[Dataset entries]
::::::::::

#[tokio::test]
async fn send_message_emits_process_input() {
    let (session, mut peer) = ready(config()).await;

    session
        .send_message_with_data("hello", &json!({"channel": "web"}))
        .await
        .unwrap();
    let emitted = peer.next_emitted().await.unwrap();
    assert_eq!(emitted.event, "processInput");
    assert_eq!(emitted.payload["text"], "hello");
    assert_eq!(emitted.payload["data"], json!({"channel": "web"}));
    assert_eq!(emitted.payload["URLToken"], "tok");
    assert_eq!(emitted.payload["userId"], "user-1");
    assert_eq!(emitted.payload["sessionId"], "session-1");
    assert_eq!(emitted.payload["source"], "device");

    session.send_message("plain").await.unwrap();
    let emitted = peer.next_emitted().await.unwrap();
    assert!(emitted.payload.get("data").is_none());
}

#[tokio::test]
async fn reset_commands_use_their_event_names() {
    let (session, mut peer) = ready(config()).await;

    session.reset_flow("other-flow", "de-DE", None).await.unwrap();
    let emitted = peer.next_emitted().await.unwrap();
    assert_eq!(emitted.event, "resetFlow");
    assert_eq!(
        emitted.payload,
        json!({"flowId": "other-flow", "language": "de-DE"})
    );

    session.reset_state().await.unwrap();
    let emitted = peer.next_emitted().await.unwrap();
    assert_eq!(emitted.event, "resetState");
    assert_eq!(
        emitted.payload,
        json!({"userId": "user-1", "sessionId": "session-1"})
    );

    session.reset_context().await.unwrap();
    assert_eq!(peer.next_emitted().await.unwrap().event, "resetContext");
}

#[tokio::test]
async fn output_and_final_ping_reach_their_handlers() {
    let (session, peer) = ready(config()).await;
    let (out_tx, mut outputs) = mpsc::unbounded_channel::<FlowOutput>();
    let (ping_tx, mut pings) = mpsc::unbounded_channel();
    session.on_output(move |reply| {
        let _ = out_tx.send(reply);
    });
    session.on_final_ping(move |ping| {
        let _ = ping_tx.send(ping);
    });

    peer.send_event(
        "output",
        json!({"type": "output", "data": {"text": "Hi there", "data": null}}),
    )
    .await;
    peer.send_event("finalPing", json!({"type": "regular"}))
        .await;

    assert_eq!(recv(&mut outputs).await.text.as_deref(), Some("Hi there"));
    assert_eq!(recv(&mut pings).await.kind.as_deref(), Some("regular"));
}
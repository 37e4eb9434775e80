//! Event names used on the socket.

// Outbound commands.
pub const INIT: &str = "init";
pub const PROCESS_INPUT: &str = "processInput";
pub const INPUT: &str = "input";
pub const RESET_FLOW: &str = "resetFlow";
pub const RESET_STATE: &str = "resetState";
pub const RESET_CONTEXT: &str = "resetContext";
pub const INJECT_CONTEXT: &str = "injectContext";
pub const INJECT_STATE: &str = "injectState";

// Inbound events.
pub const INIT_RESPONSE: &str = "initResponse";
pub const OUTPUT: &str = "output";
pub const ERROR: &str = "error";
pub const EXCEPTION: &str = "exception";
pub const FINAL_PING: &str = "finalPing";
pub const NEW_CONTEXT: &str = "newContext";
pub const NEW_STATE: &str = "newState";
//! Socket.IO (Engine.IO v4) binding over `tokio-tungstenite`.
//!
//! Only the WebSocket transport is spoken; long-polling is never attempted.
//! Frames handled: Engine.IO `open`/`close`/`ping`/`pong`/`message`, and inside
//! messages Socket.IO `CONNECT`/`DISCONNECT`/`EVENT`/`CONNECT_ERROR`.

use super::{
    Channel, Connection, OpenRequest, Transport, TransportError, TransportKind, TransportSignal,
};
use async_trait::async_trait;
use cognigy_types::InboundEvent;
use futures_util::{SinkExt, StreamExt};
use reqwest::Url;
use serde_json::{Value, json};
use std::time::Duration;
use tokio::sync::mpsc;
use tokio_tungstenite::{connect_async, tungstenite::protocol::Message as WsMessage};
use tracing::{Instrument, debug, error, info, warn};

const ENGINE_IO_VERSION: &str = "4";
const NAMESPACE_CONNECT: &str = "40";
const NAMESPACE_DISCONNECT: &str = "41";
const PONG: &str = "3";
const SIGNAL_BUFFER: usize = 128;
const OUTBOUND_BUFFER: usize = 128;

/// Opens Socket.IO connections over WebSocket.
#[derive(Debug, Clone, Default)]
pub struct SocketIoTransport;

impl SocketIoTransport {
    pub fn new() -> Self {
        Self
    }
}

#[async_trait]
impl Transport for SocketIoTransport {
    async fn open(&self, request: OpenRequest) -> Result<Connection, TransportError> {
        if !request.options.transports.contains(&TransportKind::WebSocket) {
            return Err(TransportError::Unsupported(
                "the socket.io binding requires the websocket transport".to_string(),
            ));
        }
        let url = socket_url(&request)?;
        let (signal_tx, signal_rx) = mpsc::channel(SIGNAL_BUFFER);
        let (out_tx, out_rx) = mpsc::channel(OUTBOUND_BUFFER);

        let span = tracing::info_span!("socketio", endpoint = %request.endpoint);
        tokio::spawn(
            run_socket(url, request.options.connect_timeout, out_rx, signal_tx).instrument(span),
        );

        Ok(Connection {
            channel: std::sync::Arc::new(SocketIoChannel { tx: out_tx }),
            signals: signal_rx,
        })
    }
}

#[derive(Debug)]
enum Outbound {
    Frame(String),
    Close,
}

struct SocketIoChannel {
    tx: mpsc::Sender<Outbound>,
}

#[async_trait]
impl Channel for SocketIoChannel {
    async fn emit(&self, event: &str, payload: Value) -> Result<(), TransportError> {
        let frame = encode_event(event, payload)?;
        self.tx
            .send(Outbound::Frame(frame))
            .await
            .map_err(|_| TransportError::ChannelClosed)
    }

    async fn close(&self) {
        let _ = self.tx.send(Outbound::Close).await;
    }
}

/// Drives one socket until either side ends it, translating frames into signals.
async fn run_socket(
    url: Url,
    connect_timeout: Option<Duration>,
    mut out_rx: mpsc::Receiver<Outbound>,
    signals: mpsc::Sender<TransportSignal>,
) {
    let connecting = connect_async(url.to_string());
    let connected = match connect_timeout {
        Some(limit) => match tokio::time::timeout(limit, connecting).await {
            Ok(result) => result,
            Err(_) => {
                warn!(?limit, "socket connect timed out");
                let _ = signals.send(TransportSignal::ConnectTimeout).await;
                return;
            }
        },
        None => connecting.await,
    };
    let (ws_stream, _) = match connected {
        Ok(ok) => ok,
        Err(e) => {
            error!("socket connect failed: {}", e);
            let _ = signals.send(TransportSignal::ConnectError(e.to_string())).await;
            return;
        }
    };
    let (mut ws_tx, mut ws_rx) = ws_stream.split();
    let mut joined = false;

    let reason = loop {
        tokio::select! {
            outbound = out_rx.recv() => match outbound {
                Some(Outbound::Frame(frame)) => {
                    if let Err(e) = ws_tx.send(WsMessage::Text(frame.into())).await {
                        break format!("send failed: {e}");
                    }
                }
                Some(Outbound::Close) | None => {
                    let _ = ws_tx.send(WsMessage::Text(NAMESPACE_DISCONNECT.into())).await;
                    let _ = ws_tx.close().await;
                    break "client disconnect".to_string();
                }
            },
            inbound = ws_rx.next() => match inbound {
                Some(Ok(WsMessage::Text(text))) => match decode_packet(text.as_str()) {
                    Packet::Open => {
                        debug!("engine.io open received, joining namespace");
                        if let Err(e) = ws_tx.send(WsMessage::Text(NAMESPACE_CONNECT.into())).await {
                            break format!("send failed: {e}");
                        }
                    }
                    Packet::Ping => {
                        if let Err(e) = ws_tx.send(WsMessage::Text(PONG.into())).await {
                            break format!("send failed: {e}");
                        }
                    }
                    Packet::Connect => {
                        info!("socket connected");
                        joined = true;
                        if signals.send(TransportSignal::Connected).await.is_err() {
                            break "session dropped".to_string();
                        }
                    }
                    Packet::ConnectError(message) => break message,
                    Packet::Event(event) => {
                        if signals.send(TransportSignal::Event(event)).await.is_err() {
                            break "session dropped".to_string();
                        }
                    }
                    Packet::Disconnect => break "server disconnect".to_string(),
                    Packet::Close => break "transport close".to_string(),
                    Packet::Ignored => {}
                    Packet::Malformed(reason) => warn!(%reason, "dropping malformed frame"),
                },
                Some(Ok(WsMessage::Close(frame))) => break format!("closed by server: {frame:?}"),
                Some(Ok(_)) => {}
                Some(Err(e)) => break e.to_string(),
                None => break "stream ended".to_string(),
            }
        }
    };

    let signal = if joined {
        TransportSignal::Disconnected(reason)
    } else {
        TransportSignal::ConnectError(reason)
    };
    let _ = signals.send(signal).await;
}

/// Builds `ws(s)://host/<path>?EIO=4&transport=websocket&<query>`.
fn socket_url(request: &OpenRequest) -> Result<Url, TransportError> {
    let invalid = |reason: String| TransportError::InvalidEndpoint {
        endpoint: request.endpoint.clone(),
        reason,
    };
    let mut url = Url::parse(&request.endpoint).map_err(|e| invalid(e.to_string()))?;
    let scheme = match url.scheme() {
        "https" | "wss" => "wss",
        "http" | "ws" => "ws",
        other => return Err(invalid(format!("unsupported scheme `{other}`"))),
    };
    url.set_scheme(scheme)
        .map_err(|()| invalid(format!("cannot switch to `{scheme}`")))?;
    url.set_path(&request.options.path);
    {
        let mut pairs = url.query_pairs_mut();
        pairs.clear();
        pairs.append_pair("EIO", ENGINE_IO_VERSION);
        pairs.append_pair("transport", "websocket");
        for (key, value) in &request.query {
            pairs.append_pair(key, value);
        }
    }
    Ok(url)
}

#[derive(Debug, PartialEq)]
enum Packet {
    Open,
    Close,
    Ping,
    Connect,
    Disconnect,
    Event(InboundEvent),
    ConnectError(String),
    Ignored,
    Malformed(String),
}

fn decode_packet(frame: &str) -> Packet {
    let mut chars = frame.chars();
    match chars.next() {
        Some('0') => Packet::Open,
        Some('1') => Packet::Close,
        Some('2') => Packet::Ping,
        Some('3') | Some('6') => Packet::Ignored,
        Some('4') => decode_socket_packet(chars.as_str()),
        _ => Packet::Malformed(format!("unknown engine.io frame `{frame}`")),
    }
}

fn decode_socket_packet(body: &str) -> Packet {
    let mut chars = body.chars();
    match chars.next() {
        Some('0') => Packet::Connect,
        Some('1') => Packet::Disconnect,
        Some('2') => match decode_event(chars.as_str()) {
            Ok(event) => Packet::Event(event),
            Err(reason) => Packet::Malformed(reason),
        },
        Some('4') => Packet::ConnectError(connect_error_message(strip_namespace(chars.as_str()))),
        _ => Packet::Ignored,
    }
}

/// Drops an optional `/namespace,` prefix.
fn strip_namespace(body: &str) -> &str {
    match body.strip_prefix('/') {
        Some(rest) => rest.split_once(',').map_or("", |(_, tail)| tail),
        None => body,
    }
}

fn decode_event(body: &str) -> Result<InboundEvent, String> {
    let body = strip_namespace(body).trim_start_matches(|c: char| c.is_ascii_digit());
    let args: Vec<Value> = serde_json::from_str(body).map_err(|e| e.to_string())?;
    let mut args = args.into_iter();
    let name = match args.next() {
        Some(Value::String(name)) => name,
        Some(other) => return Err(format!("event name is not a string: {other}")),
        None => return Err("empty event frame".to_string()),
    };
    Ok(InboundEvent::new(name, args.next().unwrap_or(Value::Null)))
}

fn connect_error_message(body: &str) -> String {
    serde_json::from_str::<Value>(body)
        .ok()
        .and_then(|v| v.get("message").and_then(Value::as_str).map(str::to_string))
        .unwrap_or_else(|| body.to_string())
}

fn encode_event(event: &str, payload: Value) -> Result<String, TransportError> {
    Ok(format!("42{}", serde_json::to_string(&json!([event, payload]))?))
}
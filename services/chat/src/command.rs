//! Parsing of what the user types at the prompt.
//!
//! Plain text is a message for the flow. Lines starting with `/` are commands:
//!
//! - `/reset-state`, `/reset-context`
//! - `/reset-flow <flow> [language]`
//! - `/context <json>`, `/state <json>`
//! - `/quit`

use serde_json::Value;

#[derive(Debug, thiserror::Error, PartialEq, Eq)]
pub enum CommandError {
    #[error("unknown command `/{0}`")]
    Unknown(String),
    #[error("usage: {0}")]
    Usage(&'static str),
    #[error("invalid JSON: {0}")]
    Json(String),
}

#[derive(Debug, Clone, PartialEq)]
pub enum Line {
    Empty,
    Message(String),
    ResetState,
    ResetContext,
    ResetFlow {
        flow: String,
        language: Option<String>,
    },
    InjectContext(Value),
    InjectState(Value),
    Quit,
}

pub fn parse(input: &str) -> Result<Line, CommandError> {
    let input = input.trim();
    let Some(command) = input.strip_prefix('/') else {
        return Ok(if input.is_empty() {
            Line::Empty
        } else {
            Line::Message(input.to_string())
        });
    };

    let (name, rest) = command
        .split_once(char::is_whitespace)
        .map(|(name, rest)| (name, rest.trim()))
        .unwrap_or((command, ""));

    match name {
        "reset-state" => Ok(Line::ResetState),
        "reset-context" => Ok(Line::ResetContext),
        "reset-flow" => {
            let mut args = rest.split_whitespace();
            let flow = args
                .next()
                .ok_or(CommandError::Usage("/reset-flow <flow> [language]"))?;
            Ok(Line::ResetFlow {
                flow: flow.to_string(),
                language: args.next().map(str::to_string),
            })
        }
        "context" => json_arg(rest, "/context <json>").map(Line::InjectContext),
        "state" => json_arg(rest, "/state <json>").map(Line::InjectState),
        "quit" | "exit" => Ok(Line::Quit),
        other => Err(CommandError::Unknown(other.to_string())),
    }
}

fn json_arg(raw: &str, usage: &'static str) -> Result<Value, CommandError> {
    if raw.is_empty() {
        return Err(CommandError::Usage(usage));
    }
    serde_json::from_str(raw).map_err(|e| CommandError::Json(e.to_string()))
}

::::::::::

● **Problem to solve**: The lines that mention the word "CommandError" should be pulled from the records above.

● **Output of the task**:
pub enum CommandError {
pub fn parse(input: &str) -> Result<Line, CommandError> {
                .ok_or(CommandError::Usage("/reset-flow <flow> [language]"))?;
        other => Err(CommandError::Unknown(other.to_string())),
fn json_arg(raw: &str, usage: &'static str) -> Result<Value, CommandError> {
        return Err(CommandError::Usage(usage));
    serde_json::from_str(raw).map_err(|e| CommandError::Json(e.to_string()))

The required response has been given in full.